The Cape Tercentenary Foundation (or Cape 300 Foundation) was set up in 1950 by brothers Edward and Harry Molteno, pioneers of the Cape fruit industry. The influential exporters were great appreciators of music and the arts, and were deeply concerned about the natural environment. They therefore wanted to establish "a fund for the cultural development of Cape Town" as well as for environmental causes.

==Projects==
The stated mission of the Cape 300 Foundation is to preserve, promote and encourage literature, the visual and performing arts, and the natural and cultural environment in the Cape.

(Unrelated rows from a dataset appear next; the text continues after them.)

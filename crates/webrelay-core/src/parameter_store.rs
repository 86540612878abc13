//! Keyed parameter collections.
//!
//! [`ParameterStore`] is the type-erased view editors work against.
//! [`ParameterSet`] is the owned implementation plugins build at startup.
//!
//! ```
//! use webrelay_core::{BoolParameter, FloatParameter, ParameterSet, ParameterStore};
//!
//! let parameters = ParameterSet::builder()
//!     .with(FloatParameter::db("gain", "Gain", 0.0, -60.0..=12.0))
//!     .with(BoolParameter::bypass("bypass"))
//!     .build()
//!     .unwrap();
//!
//! assert_eq!(parameters.count(), 2);
//! assert!(parameters.by_key("gain").is_some());
//! ```

use std::collections::HashMap;

use serde::Serialize;

use crate::parameter_types::ParameterRef;
use crate::types::{ParameterId, ParameterValue};

/// Type-erased, keyed access to a plugin's parameters.
pub trait ParameterStore: Send + Sync {
    /// Total number of parameters.
    fn count(&self) -> usize;

    /// Parameter at `index` in declaration order.
    fn get(&self, index: usize) -> Option<&dyn ParameterRef>;

    /// Look up a parameter by its string key.
    fn by_key(&self, key: &str) -> Option<&dyn ParameterRef> {
        (0..self.count())
            .filter_map(|i| self.get(i))
            .find(|p| p.key() == key)
    }

    /// Look up a parameter by its numeric id.
    fn by_id(&self, id: ParameterId) -> Option<&dyn ParameterRef> {
        (0..self.count())
            .filter_map(|i| self.get(i))
            .find(|p| p.id() == id)
    }

    /// Current normalized value of `id`, or `None` if unknown.
    fn get_normalized(&self, id: ParameterId) -> Option<ParameterValue> {
        self.by_id(id).map(|p| p.get_normalized())
    }

    /// Set the normalized value of `id`. Returns `false` if unknown.
    fn set_normalized(&self, id: ParameterId, value: ParameterValue) -> bool {
        match self.by_id(id) {
            Some(p) => {
                p.set_normalized(value);
                true
            }
            None => false,
        }
    }

    /// Iterate parameters in declaration order.
    fn iter(&self) -> Box<dyn Iterator<Item = &dyn ParameterRef> + '_> {
        Box::new((0..self.count()).filter_map(move |i| self.get(i)))
    }
}

/// Error building a [`ParameterSet`].
#[derive(Debug, Clone, PartialEq, Eq)]
pub enum ParameterSetError {
    /// Two parameters share a key.
    DuplicateKey(&'static str),
    /// Two distinct keys hash to the same numeric id.
    IdCollision {
        first: &'static str,
        second: &'static str,
    },
    /// A parameter was declared with an empty key.
    EmptyKey,
}

impl std::fmt::Display for ParameterSetError {
    fn fmt(&self, f: &mut std::fmt::Formatter<'_>) -> std::fmt::Result {
        match self {
            Self::DuplicateKey(key) => write!(f, "duplicate parameter key {key:?}"),
            Self::IdCollision { first, second } => {
                write!(f, "parameter keys {first:?} and {second:?} hash to the same id")
            }
            Self::EmptyKey => write!(f, "parameter key must not be empty"),
        }
    }
}

impl std::error::Error for ParameterSetError {}

/// Owned parameter collection indexed by key and id.
pub struct ParameterSet {
    parameters: Vec<Box<dyn ParameterRef>>,
    by_key: HashMap<&'static str, usize>,
    by_id: HashMap<ParameterId, usize>,
}

impl ParameterSet {
    pub fn builder() -> ParameterSetBuilder {
        ParameterSetBuilder::default()
    }

    /// Reset every parameter to its default value.
    pub fn reset_to_defaults(&self) {
        for p in &self.parameters {
            p.set_normalized(p.info().default_normalized);
        }
    }

    /// Declared keys in order.
    pub fn keys(&self) -> impl Iterator<Item = &'static str> + '_ {
        self.parameters.iter().map(|p| p.key())
    }
}

impl std::fmt::Debug for ParameterSet {
    fn fmt(&self, f: &mut std::fmt::Formatter<'_>) -> std::fmt::Result {
        f.debug_struct("ParameterSet")
            .field("keys", &self.keys().collect::<Vec<_>>())
            .finish()
    }
}

impl ParameterStore for ParameterSet {
    fn count(&self) -> usize {
        self.parameters.len()
    }

    fn get(&self, index: usize) -> Option<&dyn ParameterRef> {
        self.parameters.get(index).map(|p| &**p)
    }

    fn by_key(&self, key: &str) -> Option<&dyn ParameterRef> {
        self.by_key.get(key).and_then(|&i| self.get(i))
    }

    fn by_id(&self, id: ParameterId) -> Option<&dyn ParameterRef> {
        self.by_id.get(&id).and_then(|&i| self.get(i))
    }
}

/// Builder for [`ParameterSet`]. Keys are validated in [`build`](Self::build).
#[derive(Default)]
pub struct ParameterSetBuilder {
    parameters: Vec<Box<dyn ParameterRef>>,
}

impl ParameterSetBuilder {
    /// Append a parameter.
    pub fn with(mut self, parameter: impl ParameterRef + 'static) -> Self {
        self.parameters.push(Box::new(parameter));
        self
    }

    /// Append an already boxed parameter.
    pub fn with_boxed(mut self, parameter: Box<dyn ParameterRef>) -> Self {
        self.parameters.push(parameter);
        self
    }

    pub fn build(self) -> Result<ParameterSet, ParameterSetError> {
        let mut by_key = HashMap::with_capacity(self.parameters.len());
        let mut by_id: HashMap<ParameterId, usize> = HashMap::with_capacity(self.parameters.len());

        for (index, p) in self.parameters.iter().enumerate() {
            let key = p.key();
            if key.is_empty() {
                return Err(ParameterSetError::EmptyKey);
            }
            if by_key.insert(key, index).is_some() {
                return Err(ParameterSetError::DuplicateKey(key));
            }
            if let Some(&other) = by_id.get(&p.id()) {
                return Err(ParameterSetError::IdCollision {
                    first: self.parameters[other].key(),
                    second: key,
                });
            }
            by_id.insert(p.id(), index);
        }

        log::debug!("built parameter set with {} parameters", self.parameters.len());

        Ok(ParameterSet {
            parameters: self.parameters,
            by_key,
            by_id,
        })
    }
}

/// One parameter's entry in the web init dump.
#[derive(Debug, Serialize)]
#[serde(rename_all = "camelCase")]
pub struct ParameterSnapshot {
    pub key: &'static str,
    pub name: &'static str,
    pub short_name: &'static str,
    pub units: &'static str,
    pub kind: &'static str,
    pub value: ParameterValue,
    pub default_value: ParameterValue,
    pub display: String,
    pub step_count: i32,
    #[serde(skip_serializing_if = "no_choices")]
    pub choices: &'static [&'static str],
}

impl ParameterSnapshot {
    pub fn of(parameter: &dyn ParameterRef) -> Self {
        let info = parameter.info();
        Self {
            key: info.key,
            name: info.name,
            short_name: info.short_name,
            units: info.units,
            kind: info.kind.as_str(),
            value: parameter.get_normalized(),
            default_value: info.default_normalized,
            display: parameter.display(),
            step_count: info.step_count,
            choices: parameter.choices(),
        }
    }
}

fn no_choices(choices: &&'static [&'static str]) -> bool {
    choices.is_empty()
}

/// Serialize every parameter of `store` as a JSON array for the web init dump.
pub fn params_to_init_json(store: &dyn ParameterStore) -> String {
    let snapshots: Vec<ParameterSnapshot> = store.iter().map(ParameterSnapshot::of).collect();
    serde_json::to_string(&snapshots).unwrap_or_else(|e| {
        log::error!("failed to serialize parameter snapshot: {e}");
        "[]".to_string()
    })
}

#[cfg(test)]
mod tests {
    use super::*;
    use crate::parameter_types::{BoolParameter, ChoiceParameter, FloatParameter};
    use crate::types::parameter_id;

    static MODES: &[&str] = &["A", "B"];

    fn set() -> ParameterSet {
        ParameterSet::builder()
            .with(FloatParameter::db("gain", "Gain", 0.0, -60.0..=12.0))
            .with(FloatParameter::percent("mix", "Mix", 100.0))
            .with(BoolParameter::bypass("bypass"))
            .with(ChoiceParameter::new("mode", "Mode", MODES, 0))
            .build()
            .unwrap()
    }

    #[test]
    fn lookup_by_key_and_id() {
        let params = set();
        assert_eq!(params.count(), 4);
        assert_eq!(params.by_key("mix").unwrap().info().name, "Mix");
        assert_eq!(params.by_id(parameter_id("bypass")).unwrap().key(), "bypass");
        assert!(params.by_key("Gain").is_none());
    }

    #[test]
    fn duplicate_keys_are_rejected() {
        let err = ParameterSet::builder()
            .with(FloatParameter::percent("mix", "Mix", 0.0))
            .with(FloatParameter::percent("mix", "Mix 2", 0.0))
            .build()
            .unwrap_err();
        assert_eq!(err, ParameterSetError::DuplicateKey("mix"));
    }

    #[test]
    fn empty_key_is_rejected() {
        let err = ParameterSet::builder()
            .with(BoolParameter::new("", "Nothing", false))
            .build()
            .unwrap_err();
        assert_eq!(err, ParameterSetError::EmptyKey);
    }

    #[test]
    fn set_normalized_through_store() {
        let params = set();
        assert!(params.set_normalized(parameter_id("mix"), 0.25));
        assert_eq!(params.get_normalized(parameter_id("mix")), Some(0.25));
        assert!(!params.set_normalized(12345, 0.25));
    }

    #[test]
    fn reset_restores_defaults() {
        let params = set();
        params.by_key("gain").unwrap().set_normalized(0.0);
        params.reset_to_defaults();
        let gain = params.by_key("gain").unwrap();
        assert_eq!(gain.get_normalized(), gain.info().default_normalized);
    }

    #[test]
    fn init_json_lists_every_parameter() {
        let params = set();
        let json: serde_json::Value = serde_json::from_str(&params_to_init_json(&params)).unwrap();
        let entries = json.as_array().unwrap();
        assert_eq!(entries.len(), 4);
        assert_eq!(entries[0]["key"], "gain");
        assert_eq!(entries[0]["units"], "dB");
        assert_eq!(entries[2]["kind"], "bool");
        assert_eq!(entries[3]["choices"], serde_json::json!(["A", "B"]));
        assert!(entries[0].get("choices").is_none());
    }
}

Projects of the Foundation include scholarships and bursaries (especially post-graduate or doctoral), equipment and grants for needy schools and students, public libraries, heritage trusts, publication subsidies, orchestras and music societies, environmental organisations (such as the Botanical Society of South Africa and SANCCOB), educational workshops and other community projects.

==Awards==
The actions and achievements of individuals or organisations that further the aims and objectives of the Foundation are recognized by awarding the Molteno Medal, which was first struck in 2000 to mark the 50th year of the Foundation and remembers its founders, Edward and Harry Molteno.

==Funding==
The foundation receives continued support from the Molteno Trust but financial assistance is open to all. Donations to the foundation go to fund projects such as study grants, publication subsidies and the preservation of the built or natural environments.